Among the lines below, a stretch begins at the one with "held in memory." and ends at the one with "fn category(&self, slug: &str) -> Option<&Category>;". Repeat that stretch exactly, ends included.
*** RECORDS SHOWN ***
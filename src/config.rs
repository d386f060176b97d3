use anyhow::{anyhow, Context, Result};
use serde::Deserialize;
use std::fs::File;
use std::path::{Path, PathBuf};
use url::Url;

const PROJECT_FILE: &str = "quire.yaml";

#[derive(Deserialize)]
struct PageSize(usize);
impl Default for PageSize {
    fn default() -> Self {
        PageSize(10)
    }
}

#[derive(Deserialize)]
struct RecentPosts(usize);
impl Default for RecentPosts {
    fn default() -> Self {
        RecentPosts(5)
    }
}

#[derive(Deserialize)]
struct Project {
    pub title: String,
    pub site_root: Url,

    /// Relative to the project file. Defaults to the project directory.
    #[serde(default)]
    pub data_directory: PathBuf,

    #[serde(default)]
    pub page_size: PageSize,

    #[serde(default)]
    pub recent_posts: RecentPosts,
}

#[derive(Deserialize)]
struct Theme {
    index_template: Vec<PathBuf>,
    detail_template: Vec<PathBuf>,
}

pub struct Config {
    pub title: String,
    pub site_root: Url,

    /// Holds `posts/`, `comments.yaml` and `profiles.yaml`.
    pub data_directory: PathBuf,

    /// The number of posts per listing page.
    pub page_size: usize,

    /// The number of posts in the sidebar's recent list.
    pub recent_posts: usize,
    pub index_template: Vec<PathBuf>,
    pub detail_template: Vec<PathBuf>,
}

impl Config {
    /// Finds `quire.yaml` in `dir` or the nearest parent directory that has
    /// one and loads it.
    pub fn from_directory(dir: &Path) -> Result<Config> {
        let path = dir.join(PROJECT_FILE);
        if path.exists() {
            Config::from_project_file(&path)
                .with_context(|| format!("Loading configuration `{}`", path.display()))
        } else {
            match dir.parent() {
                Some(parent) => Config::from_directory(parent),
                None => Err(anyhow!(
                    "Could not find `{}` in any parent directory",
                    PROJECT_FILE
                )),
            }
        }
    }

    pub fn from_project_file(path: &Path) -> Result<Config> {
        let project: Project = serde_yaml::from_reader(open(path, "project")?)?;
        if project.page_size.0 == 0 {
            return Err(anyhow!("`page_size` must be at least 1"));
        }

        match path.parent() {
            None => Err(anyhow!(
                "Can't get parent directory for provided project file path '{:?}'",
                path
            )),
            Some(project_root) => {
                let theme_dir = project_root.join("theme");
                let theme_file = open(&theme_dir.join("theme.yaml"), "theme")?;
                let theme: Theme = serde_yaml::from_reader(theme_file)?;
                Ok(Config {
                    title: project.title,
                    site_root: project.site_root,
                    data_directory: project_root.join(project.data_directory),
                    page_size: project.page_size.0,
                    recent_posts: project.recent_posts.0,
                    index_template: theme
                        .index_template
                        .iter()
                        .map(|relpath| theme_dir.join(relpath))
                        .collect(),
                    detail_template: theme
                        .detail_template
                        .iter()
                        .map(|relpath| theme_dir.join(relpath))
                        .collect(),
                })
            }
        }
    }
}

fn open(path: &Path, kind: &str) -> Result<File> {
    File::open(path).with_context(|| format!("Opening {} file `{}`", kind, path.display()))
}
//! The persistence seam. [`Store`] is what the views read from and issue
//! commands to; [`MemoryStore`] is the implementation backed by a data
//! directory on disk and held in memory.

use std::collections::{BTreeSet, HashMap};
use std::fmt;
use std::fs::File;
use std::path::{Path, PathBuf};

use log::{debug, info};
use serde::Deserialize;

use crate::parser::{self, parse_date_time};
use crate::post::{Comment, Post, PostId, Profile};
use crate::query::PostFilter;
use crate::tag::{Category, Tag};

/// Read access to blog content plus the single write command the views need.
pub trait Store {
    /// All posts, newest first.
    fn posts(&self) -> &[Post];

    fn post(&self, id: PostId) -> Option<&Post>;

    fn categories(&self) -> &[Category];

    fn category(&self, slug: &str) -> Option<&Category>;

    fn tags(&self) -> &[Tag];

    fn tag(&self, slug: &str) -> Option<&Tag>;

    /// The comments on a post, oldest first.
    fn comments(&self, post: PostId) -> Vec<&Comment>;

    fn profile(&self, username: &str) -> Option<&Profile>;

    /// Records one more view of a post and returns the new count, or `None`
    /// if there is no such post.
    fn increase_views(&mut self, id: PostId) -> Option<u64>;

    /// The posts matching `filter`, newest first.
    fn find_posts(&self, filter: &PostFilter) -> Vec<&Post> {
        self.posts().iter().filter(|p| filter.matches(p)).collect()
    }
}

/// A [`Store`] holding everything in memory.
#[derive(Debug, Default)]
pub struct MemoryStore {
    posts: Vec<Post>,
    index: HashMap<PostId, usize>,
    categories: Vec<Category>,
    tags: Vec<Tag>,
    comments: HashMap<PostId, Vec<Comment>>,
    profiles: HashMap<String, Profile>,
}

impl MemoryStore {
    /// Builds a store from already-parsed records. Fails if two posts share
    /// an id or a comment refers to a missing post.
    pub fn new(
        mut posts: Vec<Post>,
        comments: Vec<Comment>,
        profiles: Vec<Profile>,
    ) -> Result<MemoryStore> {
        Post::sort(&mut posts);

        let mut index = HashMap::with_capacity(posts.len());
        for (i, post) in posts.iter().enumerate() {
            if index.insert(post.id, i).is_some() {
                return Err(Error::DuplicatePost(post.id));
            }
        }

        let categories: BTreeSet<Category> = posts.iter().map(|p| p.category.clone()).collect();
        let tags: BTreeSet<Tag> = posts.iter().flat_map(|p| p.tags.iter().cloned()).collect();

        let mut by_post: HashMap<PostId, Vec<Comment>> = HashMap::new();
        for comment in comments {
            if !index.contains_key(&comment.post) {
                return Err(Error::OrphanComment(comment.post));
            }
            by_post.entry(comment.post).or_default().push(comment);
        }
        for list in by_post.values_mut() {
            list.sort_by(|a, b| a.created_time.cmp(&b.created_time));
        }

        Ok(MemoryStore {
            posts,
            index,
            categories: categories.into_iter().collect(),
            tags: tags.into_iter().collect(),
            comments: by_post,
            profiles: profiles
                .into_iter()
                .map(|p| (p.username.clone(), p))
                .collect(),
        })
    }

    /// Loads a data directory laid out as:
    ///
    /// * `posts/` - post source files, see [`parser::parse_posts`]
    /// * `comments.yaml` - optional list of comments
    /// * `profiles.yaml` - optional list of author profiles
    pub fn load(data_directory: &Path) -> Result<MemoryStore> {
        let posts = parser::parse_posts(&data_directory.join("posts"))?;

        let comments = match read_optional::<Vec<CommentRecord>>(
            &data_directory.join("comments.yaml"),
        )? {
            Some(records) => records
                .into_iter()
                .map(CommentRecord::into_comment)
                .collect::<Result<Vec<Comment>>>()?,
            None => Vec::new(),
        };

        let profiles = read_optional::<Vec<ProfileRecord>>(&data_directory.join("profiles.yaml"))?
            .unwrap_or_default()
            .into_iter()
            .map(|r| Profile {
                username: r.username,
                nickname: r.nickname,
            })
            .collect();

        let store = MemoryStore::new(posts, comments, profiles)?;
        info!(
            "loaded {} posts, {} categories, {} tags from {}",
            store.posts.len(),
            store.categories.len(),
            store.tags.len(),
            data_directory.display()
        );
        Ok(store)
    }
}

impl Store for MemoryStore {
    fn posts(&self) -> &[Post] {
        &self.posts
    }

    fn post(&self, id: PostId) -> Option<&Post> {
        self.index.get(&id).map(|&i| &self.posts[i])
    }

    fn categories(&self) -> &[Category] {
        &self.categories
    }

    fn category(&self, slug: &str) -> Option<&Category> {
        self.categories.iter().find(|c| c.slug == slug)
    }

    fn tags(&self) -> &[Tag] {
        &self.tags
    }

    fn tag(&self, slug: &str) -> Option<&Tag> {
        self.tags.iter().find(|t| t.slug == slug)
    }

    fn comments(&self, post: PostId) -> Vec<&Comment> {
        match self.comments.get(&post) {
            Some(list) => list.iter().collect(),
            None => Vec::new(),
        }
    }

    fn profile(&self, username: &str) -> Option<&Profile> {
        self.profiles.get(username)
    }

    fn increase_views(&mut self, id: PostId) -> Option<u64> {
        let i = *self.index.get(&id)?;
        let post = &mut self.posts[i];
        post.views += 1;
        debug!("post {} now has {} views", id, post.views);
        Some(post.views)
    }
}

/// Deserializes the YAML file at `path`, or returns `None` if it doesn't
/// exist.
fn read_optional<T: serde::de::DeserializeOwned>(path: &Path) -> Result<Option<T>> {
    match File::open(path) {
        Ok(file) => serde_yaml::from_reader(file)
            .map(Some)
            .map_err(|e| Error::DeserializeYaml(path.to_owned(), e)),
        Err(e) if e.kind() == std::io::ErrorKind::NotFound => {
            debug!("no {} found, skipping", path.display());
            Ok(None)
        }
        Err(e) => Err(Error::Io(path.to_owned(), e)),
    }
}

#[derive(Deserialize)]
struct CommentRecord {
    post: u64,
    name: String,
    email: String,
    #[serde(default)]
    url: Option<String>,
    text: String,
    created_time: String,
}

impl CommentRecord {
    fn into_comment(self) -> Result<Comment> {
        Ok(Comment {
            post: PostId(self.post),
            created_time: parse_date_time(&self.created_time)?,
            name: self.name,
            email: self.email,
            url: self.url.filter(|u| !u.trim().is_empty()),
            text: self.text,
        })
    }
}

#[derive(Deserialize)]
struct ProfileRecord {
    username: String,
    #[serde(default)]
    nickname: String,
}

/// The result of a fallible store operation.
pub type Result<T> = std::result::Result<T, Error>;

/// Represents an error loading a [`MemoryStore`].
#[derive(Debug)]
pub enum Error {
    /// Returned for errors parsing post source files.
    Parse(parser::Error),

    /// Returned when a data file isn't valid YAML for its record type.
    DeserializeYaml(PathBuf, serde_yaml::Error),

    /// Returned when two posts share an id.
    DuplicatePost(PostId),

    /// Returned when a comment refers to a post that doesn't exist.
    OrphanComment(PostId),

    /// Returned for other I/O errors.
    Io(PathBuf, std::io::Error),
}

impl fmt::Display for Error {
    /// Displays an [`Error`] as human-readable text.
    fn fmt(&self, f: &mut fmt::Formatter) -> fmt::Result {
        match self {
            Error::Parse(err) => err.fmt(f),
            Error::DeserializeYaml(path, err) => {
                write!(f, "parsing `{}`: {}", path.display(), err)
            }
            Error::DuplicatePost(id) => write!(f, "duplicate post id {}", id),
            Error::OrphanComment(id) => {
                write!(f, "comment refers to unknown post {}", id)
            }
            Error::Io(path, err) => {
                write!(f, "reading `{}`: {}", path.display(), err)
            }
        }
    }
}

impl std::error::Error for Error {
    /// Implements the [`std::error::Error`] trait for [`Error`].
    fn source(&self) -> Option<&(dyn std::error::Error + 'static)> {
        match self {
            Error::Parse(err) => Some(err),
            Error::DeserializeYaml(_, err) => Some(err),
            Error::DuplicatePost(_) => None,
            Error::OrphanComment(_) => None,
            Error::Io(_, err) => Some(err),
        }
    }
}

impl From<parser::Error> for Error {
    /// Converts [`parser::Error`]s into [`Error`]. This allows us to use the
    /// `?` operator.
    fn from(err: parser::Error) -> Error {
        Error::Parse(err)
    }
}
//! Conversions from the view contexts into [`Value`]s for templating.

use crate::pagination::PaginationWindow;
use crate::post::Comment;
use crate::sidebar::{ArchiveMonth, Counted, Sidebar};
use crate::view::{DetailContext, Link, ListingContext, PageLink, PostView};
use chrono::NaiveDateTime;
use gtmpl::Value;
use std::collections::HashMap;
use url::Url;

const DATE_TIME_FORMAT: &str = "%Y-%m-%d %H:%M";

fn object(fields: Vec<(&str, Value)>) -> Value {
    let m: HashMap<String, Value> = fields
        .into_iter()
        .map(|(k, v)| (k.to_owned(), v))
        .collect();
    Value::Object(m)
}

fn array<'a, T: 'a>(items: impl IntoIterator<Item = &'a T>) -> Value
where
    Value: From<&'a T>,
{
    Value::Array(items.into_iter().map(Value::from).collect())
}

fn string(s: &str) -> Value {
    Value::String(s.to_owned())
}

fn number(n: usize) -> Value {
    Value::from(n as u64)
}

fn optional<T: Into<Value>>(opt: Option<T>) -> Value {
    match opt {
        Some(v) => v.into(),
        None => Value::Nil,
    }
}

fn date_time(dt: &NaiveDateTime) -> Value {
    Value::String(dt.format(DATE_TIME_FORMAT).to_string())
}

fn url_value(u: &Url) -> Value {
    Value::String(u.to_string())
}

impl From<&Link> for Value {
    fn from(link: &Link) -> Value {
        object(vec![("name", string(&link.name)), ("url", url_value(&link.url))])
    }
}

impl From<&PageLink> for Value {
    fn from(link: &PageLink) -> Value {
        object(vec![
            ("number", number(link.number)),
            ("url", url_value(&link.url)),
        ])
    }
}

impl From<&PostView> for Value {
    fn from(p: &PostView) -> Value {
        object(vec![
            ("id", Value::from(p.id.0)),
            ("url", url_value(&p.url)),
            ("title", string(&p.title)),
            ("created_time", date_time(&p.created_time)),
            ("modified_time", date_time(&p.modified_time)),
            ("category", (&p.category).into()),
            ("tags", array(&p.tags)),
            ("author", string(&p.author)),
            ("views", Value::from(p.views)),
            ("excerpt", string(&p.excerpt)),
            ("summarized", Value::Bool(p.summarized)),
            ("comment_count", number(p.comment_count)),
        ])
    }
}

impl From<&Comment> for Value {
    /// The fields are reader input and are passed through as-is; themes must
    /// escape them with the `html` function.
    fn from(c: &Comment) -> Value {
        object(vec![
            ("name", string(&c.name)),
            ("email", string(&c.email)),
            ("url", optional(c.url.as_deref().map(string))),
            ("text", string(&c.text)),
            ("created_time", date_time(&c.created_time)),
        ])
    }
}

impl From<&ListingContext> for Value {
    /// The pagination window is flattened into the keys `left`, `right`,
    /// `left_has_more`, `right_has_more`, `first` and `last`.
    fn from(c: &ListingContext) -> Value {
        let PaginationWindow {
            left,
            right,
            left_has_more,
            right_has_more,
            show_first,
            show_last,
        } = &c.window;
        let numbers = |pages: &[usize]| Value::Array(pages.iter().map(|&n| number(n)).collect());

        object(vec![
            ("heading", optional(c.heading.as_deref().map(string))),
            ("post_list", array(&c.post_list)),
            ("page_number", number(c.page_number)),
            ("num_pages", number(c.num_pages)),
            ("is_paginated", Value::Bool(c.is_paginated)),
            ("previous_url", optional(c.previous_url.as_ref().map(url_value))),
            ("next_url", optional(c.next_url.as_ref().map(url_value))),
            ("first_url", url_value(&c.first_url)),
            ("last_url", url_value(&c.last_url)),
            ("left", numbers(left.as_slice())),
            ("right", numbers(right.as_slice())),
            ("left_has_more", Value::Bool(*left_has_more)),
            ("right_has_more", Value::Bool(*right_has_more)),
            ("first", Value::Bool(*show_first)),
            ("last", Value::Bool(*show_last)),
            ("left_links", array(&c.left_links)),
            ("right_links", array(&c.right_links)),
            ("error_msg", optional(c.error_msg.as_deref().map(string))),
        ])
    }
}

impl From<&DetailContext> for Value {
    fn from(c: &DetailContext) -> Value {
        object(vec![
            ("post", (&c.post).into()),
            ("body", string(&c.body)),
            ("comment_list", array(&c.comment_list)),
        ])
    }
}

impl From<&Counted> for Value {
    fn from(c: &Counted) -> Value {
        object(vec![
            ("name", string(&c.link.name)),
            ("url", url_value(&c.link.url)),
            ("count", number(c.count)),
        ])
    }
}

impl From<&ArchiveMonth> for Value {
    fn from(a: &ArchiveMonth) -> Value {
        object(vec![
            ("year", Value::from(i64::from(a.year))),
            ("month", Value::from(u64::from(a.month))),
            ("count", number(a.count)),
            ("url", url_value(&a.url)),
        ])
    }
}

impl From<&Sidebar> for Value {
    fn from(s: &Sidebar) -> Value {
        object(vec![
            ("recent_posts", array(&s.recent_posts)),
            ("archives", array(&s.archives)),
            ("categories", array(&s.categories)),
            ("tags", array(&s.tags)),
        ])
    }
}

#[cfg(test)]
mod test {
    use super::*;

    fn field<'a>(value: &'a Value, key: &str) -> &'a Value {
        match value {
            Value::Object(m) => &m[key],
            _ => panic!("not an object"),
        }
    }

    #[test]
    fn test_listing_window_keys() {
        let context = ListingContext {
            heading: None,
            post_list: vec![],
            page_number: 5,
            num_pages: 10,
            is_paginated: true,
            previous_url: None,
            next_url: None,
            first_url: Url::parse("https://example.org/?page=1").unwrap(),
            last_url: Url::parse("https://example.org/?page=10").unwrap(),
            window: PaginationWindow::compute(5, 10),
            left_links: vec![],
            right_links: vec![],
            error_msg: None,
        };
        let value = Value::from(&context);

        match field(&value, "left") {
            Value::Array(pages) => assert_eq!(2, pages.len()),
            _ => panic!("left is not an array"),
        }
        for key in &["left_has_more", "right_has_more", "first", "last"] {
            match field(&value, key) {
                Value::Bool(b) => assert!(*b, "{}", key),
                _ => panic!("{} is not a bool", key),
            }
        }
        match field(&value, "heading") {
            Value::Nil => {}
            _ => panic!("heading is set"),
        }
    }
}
*** End of RECORDS SHOWN ***
WRITTEN ANSWER:
//! directory on disk and held in memory.

use std::collections::{BTreeSet, HashMap};
use std::fmt;
use std::fs::File;
use std::path::{Path, PathBuf};

use log::{debug, info};
use serde::Deserialize;

use crate::parser::{self, parse_date_time};
use crate::post::{Comment, Post, PostId, Profile};
use crate::query::PostFilter;
use crate::tag::{Category, Tag};

/// Read access to blog content plus the single write command the views need.
pub trait Store {
    /// All posts, newest first.
    fn posts(&self) -> &[Post];

    fn post(&self, id: PostId) -> Option<&Post>;

    fn categories(&self) -> &[Category];

    fn category(&self, slug: &str) -> Option<&Category>;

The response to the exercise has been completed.